Esto ha venido ocurriendo dentro del contexto de nuestras sociedades, especialmente con las víctimas de la violación de los DDHH, desde México hasta la Patagonia. Pero al margen de que se parezcan en esencia, cada grupo conserva la encarnadura de su especificidad. De sus sombras y las formas específicas que existen en cada sociedad para encubrir o develar a los grupos del Poder  que actúan amparados por la impunidad. Una característica que pareciera estar siempre presente en América Latina.

En la hierba que cubra causas y consecuencias seguro que habrá alguien tumbado, con una espiga entre los dientes, mirando las nubes.

En esto juega un papel primordial el cómo se ve cada sociedad a sí misma. Lo que acepta y rechaza. Los modos de relacionarse entre sí las clases sociales y los efectos de tales distancias. La lucha por el conocimiento y fortalecimiento de los Derechos Humanos Universales tiene un largo camino por recorrer pues incluye también nos guste o no, los derechos de los que en su momento fueron opresores. Si no fuese así estaría vigente la venganza y no se lograría la justicia.

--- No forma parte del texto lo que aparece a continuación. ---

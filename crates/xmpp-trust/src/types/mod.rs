// Copyright 2024 The Matrix.org Foundation C.I.C.
//
// Licensed under the Apache License, Version 2.0 (the "License");
// you may not use this file except in compliance with the License.
// You may obtain a copy of the License at
//
//     http://www.apache.org/licenses/LICENSE-2.0
//
// Unless required by applicable law or agreed to in writing, software
// distributed under the License is distributed on an "AS IS" BASIS,
// WITHOUT WARRANTIES OR CONDITIONS OF ANY KIND, either express or implied.
// See the License for the specific language governing permissions and
// limitations under the License.

//! Module containing the core types shared by the trust storage, the trust
//! manager and the ATM engine.

use std::{
    collections::{BTreeMap, BTreeSet},
    fmt,
};

use base64::{engine::general_purpose::STANDARD, Engine};
use serde::{Deserialize, Deserializer, Serialize, Serializer};

mod trust_level;

pub use trust_level::{SecurityPolicy, TrustLevel, TrustLevels};

/// The identifier of an end-to-end encryption key.
///
/// Key IDs are opaque byte strings, the trust engine never looks into them.
/// They are displayed and serialized as standard, padded base64, which is the
/// form they take on the wire.
#[derive(Clone, PartialEq, Eq, PartialOrd, Ord, Hash, Default)]
pub struct KeyId(Vec<u8>);

impl KeyId {
    /// Create a new key ID from raw bytes.
    pub fn new(bytes: impl Into<Vec<u8>>) -> Self {
        Self(bytes.into())
    }

    /// Decode a key ID from its base64 form.
    pub fn from_base64(input: &str) -> Result<Self, base64::DecodeError> {
        Ok(Self(STANDARD.decode(input.trim())?))
    }

    /// Encode the key ID as standard, padded base64.
    pub fn to_base64(&self) -> String {
        STANDARD.encode(&self.0)
    }

    /// Decode a key ID from its hexadecimal form, as used in trust message
    /// URIs.
    pub fn from_hex(input: &str) -> Result<Self, hex::FromHexError> {
        Ok(Self(hex::decode(input)?))
    }

    /// Encode the key ID as lowercase hex.
    pub fn to_hex(&self) -> String {
        hex::encode(&self.0)
    }

    /// Get the raw bytes of the key ID.
    pub fn as_bytes(&self) -> &[u8] {
        &self.0
    }

    /// Is this key ID empty.
    ///
    /// Messages without end-to-end encryption metadata have an empty sender
    /// key ID.
    pub fn is_empty(&self) -> bool {
        self.0.is_empty()
    }
}

impl fmt::Debug for KeyId {
    fn fmt(&self, f: &mut fmt::Formatter<'_>) -> fmt::Result {
        f.debug_tuple("KeyId").field(&self.to_base64()).finish()
    }
}

impl fmt::Display for KeyId {
    fn fmt(&self, f: &mut fmt::Formatter<'_>) -> fmt::Result {
        f.write_str(&self.to_base64())
    }
}

impl From<Vec<u8>> for KeyId {
    fn from(bytes: Vec<u8>) -> Self {
        Self(bytes)
    }
}

impl From<&[u8]> for KeyId {
    fn from(bytes: &[u8]) -> Self {
        Self(bytes.to_vec())
    }
}

impl<const N: usize> From<&[u8; N]> for KeyId {
    fn from(bytes: &[u8; N]) -> Self {
        Self(bytes.to_vec())
    }
}

impl AsRef<[u8]> for KeyId {
    fn as_ref(&self) -> &[u8] {
        &self.0
    }
}

impl Serialize for KeyId {
    fn serialize<S>(&self, serializer: S) -> Result<S::Ok, S::Error>
    where
        S: Serializer,
    {
        serializer.serialize_str(&self.to_base64())
    }
}

impl<'de> Deserialize<'de> for KeyId {
    fn deserialize<D>(deserializer: D) -> Result<Self, D::Error>
    where
        D: Deserializer<'de>,
    {
        let encoded = String::deserialize(deserializer)?;
        Self::from_base64(&encoded).map_err(serde::de::Error::custom)
    }
}

/// Bare JIDs of key owners mapped to the IDs of their keys.
///
/// This is the unit in which keys are authenticated, distrusted and reported
/// as changed.
pub type KeysByOwner = BTreeMap<String, BTreeSet<KeyId>>;

/// Insert a single key into a [`KeysByOwner`] map.
pub(crate) fn insert_key(keys: &mut KeysByOwner, owner_jid: &str, key_id: KeyId) {
    keys.entry(owner_jid.to_owned()).or_default().insert(key_id);
}

/// Collect all the key IDs of a [`KeysByOwner`] map, regardless of owner.
pub(crate) fn all_key_ids(keys: &KeysByOwner) -> Vec<KeyId> {
    keys.values().flatten().cloned().collect()
}

/// Does the map contain the given key for the given owner.
pub(crate) fn contains_key(keys: &KeysByOwner, owner_jid: &str, key_id: &KeyId) -> bool {
    keys.get(owner_jid).is_some_and(|k| k.contains(key_id))
}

“Música por Medicinas”, se llama la actividad que este sábado 07 realizará PROVEA en el Colegio Médico. “Que el silencio no los alcance”, el libro que allí será bautizado con las historias de quienes han visto violados sus Derechos Humanos. Una de ellas es la crónica sobre el llanero que a fuerza de vivir en estas tierras ya es larense, Víctor Martínez y la del asesinato de  su hijo, Mijaíl Martínez Niño, quien si viviera, podría ser un ejemplo de quien está tumbado mirando las nubes en los cielos que anuncian nuevos tiempos.